Where the electric permittivity of free space $$\varepsilon_0$$ is a known constant. It is important to point out some inconsistencies here: $$\vb{D}$$ and $$\vb{P}$$ contain a factor of $$\varepsilon_0$$, and therefore measure flux density, while $$\vb{E}$$ does not contain $$\varepsilon_0$$, and thus measures field intensity. Note that this convention is the opposite of the magnetic analogues $$\vb{B}$$, $$\vb{H}$$ and $$\vb{M}$$, and that $$\vb{M}$$ has the opposite sign of $$\vb{P}$$.
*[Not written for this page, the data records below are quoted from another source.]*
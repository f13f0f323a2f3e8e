// SPDX-License-Identifier: BUSL-1.1
// Copyright (c) 2026 Alfred Jean LLC

//! Debug session orchestrator.
//!
//! Composes the cluster primitives into the public operations:
//!
//! - [`Orchestrator::init_remote`]: debug-shape the workload, wait for the
//!   pod, install the debug tool, open the tunnel
//! - [`Orchestrator::start_debugging`]: copy the debuggee in and launch it
//!   under the debug tool
//! - [`Orchestrator::rollback`]: restore the pre-debug pod template
//! - [`Orchestrator::status`], [`Orchestrator::stop_session`],
//!   [`Orchestrator::shutdown`]
//!
//! State-mutating operations on one app are serialized by a per-app lock;
//! different apps proceed independently. The session table (app → tunnel)
//! sits behind a reader/writer lock and an old tunnel is always stopped
//! before its replacement starts.

mod debug;
mod init;

use std::collections::HashMap;

use mirage_adapters::kube::pods::find_active_pod;
use mirage_adapters::kube::template;
use mirage_adapters::{
    Cluster, ContainerRef, ExecOptions, ExecOutput, ForwardState, ForwardTarget, KeyedLocks,
    KubeError, LanguageAdaptors, PortForwarder, ToolProvisioner, TunnelDialer, WorkloadRef,
};
use mirage_core::{App, AppStatus};
use mirage_storage::AppRegistry;
use parking_lot::Mutex;
use tokio::sync::RwLock;
use tokio::task::JoinHandle;

use crate::{OrchestratorConfig, OrchestratorError, Phase};

/// Orchestrator collaborators
pub struct OrchestratorDeps<C, D, R> {
    pub cluster: C,
    pub dialer: D,
    pub registry: R,
    pub languages: LanguageAdaptors,
    pub tools: ToolProvisioner,
}

/// Background `exec` running the debuggee.
struct Debuggee {
    pod: String,
    handle: JoinHandle<Result<ExecOutput, KubeError>>,
}

pub struct Orchestrator<C, D: TunnelDialer, R> {
    cluster: C,
    dialer: D,
    registry: R,
    languages: LanguageAdaptors,
    tools: ToolProvisioner,
    config: OrchestratorConfig,
    app_locks: KeyedLocks<String>,
    sessions: RwLock<HashMap<String, PortForwarder<D>>>,
    debuggees: Mutex<HashMap<String, Debuggee>>,
    phases: Mutex<HashMap<String, Phase>>,
}

impl<C, D, R> Orchestrator<C, D, R>
where
    C: Cluster,
    D: TunnelDialer,
    R: AppRegistry,
{
    pub fn new(deps: OrchestratorDeps<C, D, R>, config: OrchestratorConfig) -> Self {
        Self {
            cluster: deps.cluster,
            dialer: deps.dialer,
            registry: deps.registry,
            languages: deps.languages,
            tools: deps.tools,
            config,
            app_locks: KeyedLocks::new(),
            sessions: RwLock::new(HashMap::new()),
            debuggees: Mutex::new(HashMap::new()),
            phases: Mutex::new(HashMap::new()),
        }
    }

    pub fn registry(&self) -> &R {
        &self.registry
    }

    pub fn config(&self) -> &OrchestratorConfig {
        &self.config
    }

    /// Last phase recorded for an app.
    pub fn phase(&self, app: &str) -> Phase {
        self.phases.lock().get(app).copied().unwrap_or_default()
    }

    fn enter(&self, app: &str, phase: Phase) {
        let previous = self.phases.lock().insert(app.to_string(), phase).unwrap_or_default();
        if previous != phase {
            tracing::info!(%app, from = %previous, to = %phase, "phase");
        }
    }

    /// After a failed operation, fall back to the last stable phase.
    async fn settle_after_error(&self, app: &str, err: &OrchestratorError) {
        let stable = if self.sessions.read().await.contains_key(app) { Phase::Ready } else { Phase::Idle };
        self.enter(app, stable);
        if err.is_configuration() {
            tracing::warn!(%app, error = %err, "configuration error");
        } else {
            tracing::error!(%app, error = %err, "operation failed");
        }
    }

    /// Current status of one app.
    ///
    /// `configured` means the live template carries this app's debug label,
    /// also under `noModifyConfig`; `connected` and `debugging`
    /// reflect this process's tunnels and launched debuggees.
    pub async fn status(&self, name: &str) -> Result<AppStatus, OrchestratorError> {
        let app = self.registry.get(name)?;
        let mut status = AppStatus::new(name);

        match self.cluster.pod_template(&WorkloadRef::of(&app)).await {
            Ok(live) => status.configured = template::is_configured(&live, name),
            Err(e) => status.error = Some(e.to_string()),
        }

        status.connected = self.is_connected(name).await;
        status.debugging = self.is_debugging(name);
        Ok(status)
    }

    async fn is_connected(&self, name: &str) -> bool {
        self.sessions.read().await.get(name).is_some_and(|f| f.state() == ForwardState::Forwarding)
    }

    /// Live template carries the app's debug label; unreadable counts as not.
    async fn is_configured(&self, app: &App) -> bool {
        match self.cluster.pod_template(&WorkloadRef::of(app)).await {
            Ok(live) => template::is_configured(&live, &app.name),
            Err(e) => {
                tracing::debug!(app = %app.name, error = %e, "template read");
                false
            }
        }
    }

    /// Pod the app's tunnel currently targets.
    async fn tunnel_pod(&self, name: &str) -> Option<String> {
        self.sessions.read().await.get(name).map(|f| f.pod_name().to_string())
    }

    fn is_debugging(&self, name: &str) -> bool {
        self.debuggees.lock().get(name).is_some_and(|d| !d.handle.is_finished())
    }

    /// Tear down an app's tunnel and forget its debuggee. Returns whether a
    /// tunnel existed.
    pub async fn stop_session(&self, name: &str) -> bool {
        let forwarder = self.sessions.write().await.remove(name);
        self.forget_debuggee(name);
        match forwarder {
            Some(forwarder) => {
                forwarder.stop().await;
                self.enter(name, Phase::Idle);
                tracing::info!(app = %name, port = forwarder.local_port(), "session stopped");
                true
            }
            None => false,
        }
    }

    /// Stop every tunnel. Remote processes and workloads are left as they are.
    pub async fn shutdown(&self) {
        let sessions: Vec<_> = self.sessions.write().await.drain().collect();
        for (name, forwarder) in sessions {
            forwarder.stop().await;
            self.forget_debuggee(&name);
            tracing::info!(app = %name, "session stopped for shutdown");
        }
    }

    pub async fn session_names(&self) -> Vec<String> {
        let mut names: Vec<_> = self.sessions.read().await.keys().cloned().collect();
        names.sort();
        names
    }

    fn forget_debuggee(&self, name: &str) {
        if let Some(old) = self.debuggees.lock().remove(name) {
            old.handle.abort();
            tracing::debug!(app = %name, pod = %old.pod, "detached from debuggee");
        }
    }

    /// Point the app's tunnel at `pod:port`, replacing a tunnel that targets
    /// anything else. The old tunnel is fully stopped first.
    async fn ensure_tunnel(&self, name: &str, namespace: &str, pod: &str, port: u16) {
        let target = ForwardTarget {
            namespace: namespace.to_string(),
            pod: pod.to_string(),
            local_port: port,
            remote_port: port,
        };

        let mut sessions = self.sessions.write().await;
        if let Some(existing) = sessions.get(name) {
            if existing.target() == &target {
                existing.start();
                return;
            }
        }
        if let Some(previous) = sessions.remove(name) {
            tracing::info!(app = %name, old_pod = %previous.pod_name(), new_pod = %pod, port, "replacing tunnel");
            previous.stop().await;
        }
        let forwarder = PortForwarder::new(self.dialer.clone(), target, self.config.forward_backoff);
        forwarder.start();
        sessions.insert(name.to_string(), forwarder);
    }

    /// Label selector for the pods the app's debuggee runs in.
    async fn pod_selector(&self, app: &App) -> Result<String, OrchestratorError> {
        let no_modify = app.remote_config.as_ref().is_some_and(|r| r.no_modify_config);
        if !no_modify {
            return Ok(template::debug_selector(&app.name));
        }
        let live = self.cluster.pod_template(&WorkloadRef::of(app)).await?;
        template::labels_selector(&live).ok_or_else(|| OrchestratorError::NoPodSelector(app.name.clone()))
    }

    /// Newest pod for the app, addressed at its debug container.
    async fn current_container(&self, app: &App) -> Result<ContainerRef, OrchestratorError> {
        let container = app
            .remote_runtime
            .container_name
            .clone()
            .ok_or_else(|| OrchestratorError::NotInitialized(app.name.clone()))?;
        let namespace = &app.remote_runtime.namespace;
        let selector = self.pod_selector(app).await?;
        let pod = find_active_pod(&self.cluster, namespace, &selector).await?;
        let pod = pod.metadata.name.unwrap_or_default();
        Ok(ContainerRef::new(namespace, pod, container))
    }

    /// `mkdir -p` a remote directory.
    async fn ensure_remote_dir(&self, target: &ContainerRef, dir: &str) -> Result<(), KubeError> {
        let argv = ["mkdir", "-p", dir].map(str::to_string).to_vec();
        self.cluster.exec(target, argv, ExecOptions::default()).await.map(|_| ())
    }
}

#[cfg(test)]
#[path = "mod_tests.rs"]
mod tests;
The polarization $$\vb{P}$$ is a function of $$\vb{E}$$. In addition to the inherent polarity of the material $$\vb{P}_0$$ (zero in most cases), there is a possibly nonlinear response to the applied $$\vb{E}$$-field:

\begin{aligned} \vb{P} = \vb{P}_0 + \varepsilon_0 \chi_e^{(1)} \vb{E} + \varepsilon_0 \chi_e^{(2)} |\vb{E}| \: \vb{E} + \varepsilon_0 \chi_e^{(3)} |\vb{E}|^2 \: \vb{E} + ... \end{aligned}

Where the $$\chi_e^{(n)}$$ are the electric susceptibilities of the medium. For simplicity, we often assume that only the $$n\!=\!1$$ term is nonzero, which is the linear response to $$\vb{E}$$. In that case, we define the relative permittivity $$\varepsilon_r \equiv 1 + \chi_e^{(1)}$$ and the absolute permittivity $$\varepsilon \equiv \varepsilon_r \varepsilon_0$$, so that:

\begin{aligned} \vb{D} = \varepsilon_0 \vb{E} + \vb{P} = \varepsilon_0 \vb{E} + \varepsilon_0 \chi_e^{(1)} \vb{E} = \varepsilon_0 \varepsilon_r \vb{E} = \varepsilon \vb{E} \end{aligned}

In reality, a material cannot respond instantly to $$\vb{E}$$, meaning that $$\chi_e^{(1)}$$ is a function of time, and that $$\vb{P}$$ is the convolution of $$\chi_e^{(1)}(t)$$ and $$\vb{E}(t)$$:

\begin{aligned} \vb{P}(t) = (\chi_e^{(1)} * \vb{E})(t) = \int_{-\infty}^\infty \chi_e^{(1)}(t - \tau) \: \vb{E}(\tau) \:d\tau \end{aligned}

Note that this definition requires $$\chi_e^{(1)}(t) = 0$$ for $$t < 0$$ in order to ensure causality, which leads to the Kramers-Kronig relations.